Manual de instrucciones de blogscriptum

viernes, 30 de enero de 2015

Manual de instrucciones (365). Capítulo 3



31. Ascended (solos) alguna importante montaña. El camino hasta la cumbre dará sentido a la cima. Es el camino interior el que recorreréis.

32. Guardad cosas entre las páginas de un libro, fomentad la evocación futura.

33. Bucead con los ojos abiertos bajo el mar para no perderos nada. Escuece al principio, pero los demás agradecerán el brillo que adquirirá vuestra mirada después.
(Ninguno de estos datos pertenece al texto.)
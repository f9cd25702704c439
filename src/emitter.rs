// Copyright (C) 2022-2025 Michael Herstine <sp1ff@pobox.com>
//
// This file is part of tracing-monitor.
//
// tracing-monitor is free software: you can redistribute it and/or modify it under the terms of the
// GNU General Public License as published by the Free Software Foundation, either version 3 of the
// License, or (at your option) any later version.
//
// mpdpopm is distributed in the hope that it will be useful, but WITHOUT ANY WARRANTY; without even
// the implied warranty of MERCHANTABILITY or FITNESS FOR A PARTICULAR PURPOSE.  See the GNU General
// Public License for more details.
//
// You should have received a copy of the GNU General Public License along with mpdpopm.  If not,
// see <http://www.gnu.org/licenses/>.

//! The sink: turning [`LogEvent`]s into backend writes.
//!
//! [`Sink::emit`] runs each event through a fixed pipeline:
//!
//! 1. the [`EventFilter`]; events below the configured level stop here, before any other work
//!
//! 2. severity, category ([`CategoryResolver`]) & detail ([`DetailRenderer`])
//!
//! 3. attribution ([`CallSiteResolver`]), if enabled
//!
//! 4. message rendering (a [`MessageRenderer`])
//!
//! 5. exactly one [`WriteMode::Queued`] write to the [`Backend`]
//!
//! A [`Sink`] holds nothing but its configuration & the components derived from it, so it may be
//! shared freely between threads.

use crate::backend::{Backend, EnrichedRecord, WriteMode, SOURCE_SYSTEM};
use crate::callsite::{
    capture, resolve::MAX_FRAMES, CallSite, CallSiteResolver, FrameClass, FrameFault,
    StackFrameInfo,
};
use crate::category::CategoryResolver;
use crate::config::{SessionConfig, SinkConfiguration};
use crate::detail::DetailRenderer;
use crate::error::Result;
use crate::event::LogEvent;
use crate::filter::EventFilter;
use crate::level::Severity;
use crate::render::{MessageRenderer, TemplateRenderer};

use std::cell::Cell;

type Frame = std::result::Result<StackFrameInfo, FrameFault>;

/// Who raised the event being emitted
#[derive(Copy, Clone, Debug, PartialEq, Eq)]
pub(crate) enum Origin {
    /// Application code; the frames nearest the capture point are plumbing
    Client,
    /// This crate; the first frame past the front end's dispatch is the source
    Internal,
}

thread_local! {
    static EMITTING: Cell<bool> = Cell::new(false);
}

/// Marks this thread as inside `emit` for as long as it lives
struct EmitGuard;

impl EmitGuard {
    fn enter() -> Option<EmitGuard> {
        EMITTING
            .try_with(|emitting| !emitting.replace(true))
            .unwrap_or(false)
            .then_some(EmitGuard)
    }
}

impl Drop for EmitGuard {
    fn drop(&mut self) {
        let _ = EMITTING.try_with(|emitting| emitting.set(false));
    }
}

/// Offset of the first frame past the leading run of our own & front-end frames
fn dispatch_depth(resolver: &CallSiteResolver, frames: &[Frame]) -> usize {
    let classify = |frame: &Frame| {
        frame
            .as_ref()
            .ok()
            .map(|f| resolver.classifier().classify(f))
    };
    let ours = frames
        .iter()
        .take_while(|f| classify(f) == Some(FrameClass::AdapterInternal))
        .count();
    let dispatch = frames[ours..]
        .iter()
        .take_while(|f| classify(f) == Some(FrameClass::System))
        .count();
    ours + dispatch
}

/// Forwards [`LogEvent`]s to a [`Backend`].
pub struct Sink<B: Backend> {
    backend: B,
    config: SinkConfiguration,
    filter: EventFilter,
    categories: CategoryResolver,
    details: DetailRenderer,
    resolver: CallSiteResolver,
    renderer: Box<dyn MessageRenderer>,
}

impl<B: Backend> Sink<B> {
    /// A sink writing to `backend`, whose session is managed elsewhere (unless
    /// `config.end_session_on_close` says otherwise)
    pub fn new(backend: B, config: SinkConfiguration) -> Sink<B> {
        Sink {
            filter: EventFilter::new(config.minimum_level),
            categories: CategoryResolver::new(config.category_property.as_deref()),
            details: DetailRenderer::new(config.render_properties),
            resolver: CallSiteResolver::new(config.frame_rules.clone()),
            renderer: Box::new(TemplateRenderer),
            backend,
            config,
        }
    }
    /// Start a session on `backend` & take ownership of it: the session ends when the sink is
    /// dropped.
    pub fn with_session(
        backend: B,
        session: &SessionConfig,
        mut config: SinkConfiguration,
    ) -> Result<Sink<B>> {
        backend.start_session(session)?;
        config.end_session_on_close = true;
        Ok(Sink::new(backend, config))
    }
    /// Replace the message renderer
    pub fn with_renderer<R: MessageRenderer + 'static>(mut self, renderer: R) -> Self {
        self.renderer = Box::new(renderer);
        self
    }
    pub fn config(&self) -> &SinkConfiguration {
        &self.config
    }
    pub fn backend(&self) -> &B {
        &self.backend
    }
    /// Forward `event` to the backend.
    ///
    /// Filtered events (& events raised while this thread is already emitting) are dropped
    /// silently. The only errors are those of the backend's write.
    pub fn emit(&self, event: &LogEvent) -> Result<()> {
        self.emit_from(event, Origin::Client)
    }
    pub(crate) fn emit_from(&self, event: &LogEvent, origin: Origin) -> Result<()> {
        let _guard = match EmitGuard::enter() {
            Some(guard) => guard,
            None => return Ok(()),
        };
        if !self.filter.accept(event.level()) {
            return Ok(());
        }
        let record = EnrichedRecord {
            timestamp: event.timestamp(),
            severity: Severity::from(event.level()),
            source_system: SOURCE_SYSTEM,
            category: self.categories.resolve(event),
            detail: self.details.resolve(event),
            call_site: self.call_site(event, origin),
            user_name: None,
            exception: event.exception().cloned(),
            message: self.renderer.render(event),
        };
        self.backend.write(WriteMode::Queued, record)
    }
    #[inline(never)]
    fn call_site(&self, event: &LogEvent, origin: Origin) -> Option<CallSite> {
        if !self.config.include_call_location {
            return None;
        }
        let trust = origin == Origin::Internal;
        if self.config.attribute_to_exception {
            if let Some(resolution) = event
                .exception()
                .and_then(|exc| self.resolver.resolve_exception(exc, trust))
            {
                return resolution.into_call_site();
            }
        }
        match origin {
            Origin::Client => self.resolver.resolve_live(0, false).into_call_site(),
            Origin::Internal => {
                let frames = capture::live_frames(0, MAX_FRAMES);
                let skip = dispatch_depth(&self.resolver, &frames);
                self.resolver.resolve(frames, skip, true).into_call_site()
            }
        }
    }
}

impl<B: Backend> Drop for Sink<B> {
    fn drop(&mut self) {
        if self.config.end_session_on_close {
            // There's no one left to tell
            let _ = self.backend.end_session();
        }
    }
}

#[cfg(test)]
mod test {
    use super::*;

    use crate::backend::MemoryBackend;
    use crate::category::DEFAULT_CATEGORY;
    use crate::event::ExceptionInfo;
    use crate::level::Level;

    use std::sync::Arc;

    fn memory_sink(config: SinkConfiguration) -> (Arc<MemoryBackend>, Sink<Arc<MemoryBackend>>) {
        let backend = Arc::new(MemoryBackend::new());
        (backend.clone(), Sink::new(backend, config))
    }

    #[test]
    fn minimum_level() {
        let (backend, sink) = memory_sink(
            SinkConfiguration::builder()
                .minimum_level(Level::Information)
                .build(),
        );
        sink.emit(&LogEvent::new(Level::Debug, "not this one")).unwrap();
        sink.emit(&LogEvent::new(Level::Information, "this one")).unwrap();
        let records = backend.records();
        assert_eq!(records.len(), 1);
        assert_eq!(records[0].message, "this one");
        assert_eq!(records[0].severity, Severity::Information);
        assert_eq!(records[0].source_system, "tracing");
        assert_eq!(records[0].user_name, None);
    }

    #[test]
    fn category_property() {
        let (backend, sink) = memory_sink(
            SinkConfiguration::builder()
                .category_property("LogCategory")
                .build(),
        );
        sink.emit(
            &LogEvent::new(Level::Information, "Cart {CartId} checked out")
                .with_property("LogCategory", "Checkout.Debug")
                .with_property("CartId", 11),
        )
        .unwrap();
        sink.emit(&LogEvent::new(Level::Information, "No category")).unwrap();
        let records = backend.records();
        assert_eq!(records[0].category, "Checkout.Debug");
        assert_eq!(records[0].message, "Cart 11 checked out");
        assert_eq!(records[1].category, DEFAULT_CATEGORY);
    }

    #[test]
    fn details() {
        let (backend, sink) = memory_sink(SinkConfiguration::default());
        sink.emit(&LogEvent::new(Level::Information, "bare")).unwrap();
        sink.emit(&LogEvent::new(Level::Information, "{n}").with_property("n", 1))
            .unwrap();
        let records = backend.records();
        assert_eq!(records[0].detail, None);
        assert_eq!(
            records[1].detail.as_deref(),
            Some("{\r\n\t\"n\" : 1,\r\n}\r\n")
        );

        let (backend, sink) =
            memory_sink(SinkConfiguration::builder().render_properties(false).build());
        sink.emit(&LogEvent::new(Level::Information, "{n}").with_property("n", 1))
            .unwrap();
        assert_eq!(backend.records()[0].detail, None);
    }

    #[test]
    fn severities() {
        let (backend, sink) = memory_sink(SinkConfiguration::default());
        for level in [
            Level::Verbose,
            Level::Debug,
            Level::Information,
            Level::Warning,
            Level::Error,
            Level::Fatal,
        ] {
            sink.emit(&LogEvent::new(level, "x")).unwrap();
        }
        assert_eq!(
            backend
                .records()
                .iter()
                .map(|r| r.severity)
                .collect::<Vec<Severity>>(),
            vec![
                Severity::Verbose,
                Severity::Verbose,
                Severity::Information,
                Severity::Warning,
                Severity::Error,
                Severity::Critical
            ]
        );
    }

    #[test]
    fn no_call_location() {
        let (backend, sink) = memory_sink(
            SinkConfiguration::builder()
                .include_call_location(false)
                .build(),
        );
        sink.emit(&LogEvent::new(Level::Information, "x")).unwrap();
        assert_eq!(backend.records()[0].call_site, None);
    }

    #[test]
    fn exception_frames() {
        let (backend, sink) = memory_sink(
            SinkConfiguration::builder()
                .attribute_to_exception(true)
                .build(),
        );
        let mut exc = ExceptionInfo::new(&std::fmt::Error);
        exc.frames = Some(vec![
            StackFrameInfo::new("std::panicking", "begin_panic"),
            StackFrameInfo::new("shop::Cart", "total").at("src/cart.rs", 44),
            StackFrameInfo::new("shop::Checkout", "run").at("src/checkout.rs", 12),
        ]);
        sink.emit(&LogEvent::new(Level::Error, "failed").with_exception(exc))
            .unwrap();
        let record = &backend.records()[0];
        let site = record.call_site.as_ref().unwrap();
        assert_eq!(site.class_name.as_deref(), Some("shop::Cart"));
        assert_eq!(site.method_name, "total");
        assert_eq!(site.line_number, Some(44));
        assert!(record.exception.is_some());
    }

    struct Shouty;
    impl MessageRenderer for Shouty {
        fn render(&self, event: &LogEvent) -> String {
            event.template().to_uppercase()
        }
    }

    #[test]
    fn custom_renderer() {
        let (backend, sink) = memory_sink(SinkConfiguration::default());
        let sink = sink.with_renderer(Shouty);
        sink.emit(&LogEvent::new(Level::Information, "hi {n}").with_property("n", 1))
            .unwrap();
        assert_eq!(backend.records()[0].message, "HI {N}");
    }

    #[test]
    fn sessions() {
        let backend = Arc::new(MemoryBackend::new());
        {
            let _sink = Sink::new(backend.clone(), SinkConfiguration::default());
        }
        assert_eq!(backend.sessions_ended(), 0);
        {
            let sink = Sink::with_session(
                backend.clone(),
                &SessionConfig {
                    product: Some("Shop".to_string()),
                    ..Default::default()
                },
                SinkConfiguration::default(),
            )
            .unwrap();
            assert!(sink.config().end_session_on_close);
        }
        assert_eq!(backend.sessions_started().len(), 1);
        assert_eq!(backend.sessions_ended(), 1);
    }

    #[test]
    fn reentrant_emits_are_dropped() {
        let (backend, sink) = memory_sink(SinkConfiguration::default());
        {
            let _outer = EmitGuard::enter().unwrap();
            assert!(EmitGuard::enter().is_none());
            sink.emit(&LogEvent::new(Level::Information, "inner")).unwrap();
        }
        assert!(backend.is_empty());
        sink.emit(&LogEvent::new(Level::Information, "outer")).unwrap();
        assert_eq!(backend.len(), 1);
    }

    #[test]
    fn dispatch_depths() {
        let resolver = CallSiteResolver::default();
        let frames: Vec<Frame> = vec![
            Ok(StackFrameInfo::new("tracing_monitor::emitter::Sink<B>", "emit_from")),
            Ok(StackFrameInfo::new("tracing_monitor::layer::Layer<B>", "on_event")),
            Ok(StackFrameInfo::new("tracing_subscriber::layer::layered::Layered<L,S>", "event")),
            Ok(StackFrameInfo::new("tracing_core::dispatcher::Dispatch", "event")),
            Ok(StackFrameInfo::new("tracing_monitor::backend::MemoryBackend", "start_session")),
            Ok(StackFrameInfo::new("shop", "main")),
        ];
        let skip = dispatch_depth(&resolver, &frames);
        assert_eq!(skip, 4);
        let site = resolver.resolve(frames, skip, true).into_call_site().unwrap();
        assert_eq!(site.method_name, "start_session");
        assert_eq!(dispatch_depth(&resolver, &[]), 0);
    }
}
34. Escuchad Bach y pedid que os definan clásico, rollo o culto si se sorprenden de que lo estéis haciendo.

35. Huid del protagonismo, pero no paséis inadvertidos; pedid la palabra pero no sobreactuéis.

36. Salid al campo, coged dos palos y baquetear un tronco enérgicamente, sin parar de sonreír, como si fuerais Gene Krupa.




37. Si es que no llego a reconoceros algún día, cuando mi pelo parezca ceniza, frotad mi cabeza como si quisierais apartarla de él. Creo que me gustará.

38. Y si aún así no os llamo por vuestro nombre, disculpadme y besadme en los párpados, por si sólo fueran motas de polvo lo que enturbia mi vista. Creo que os gustará.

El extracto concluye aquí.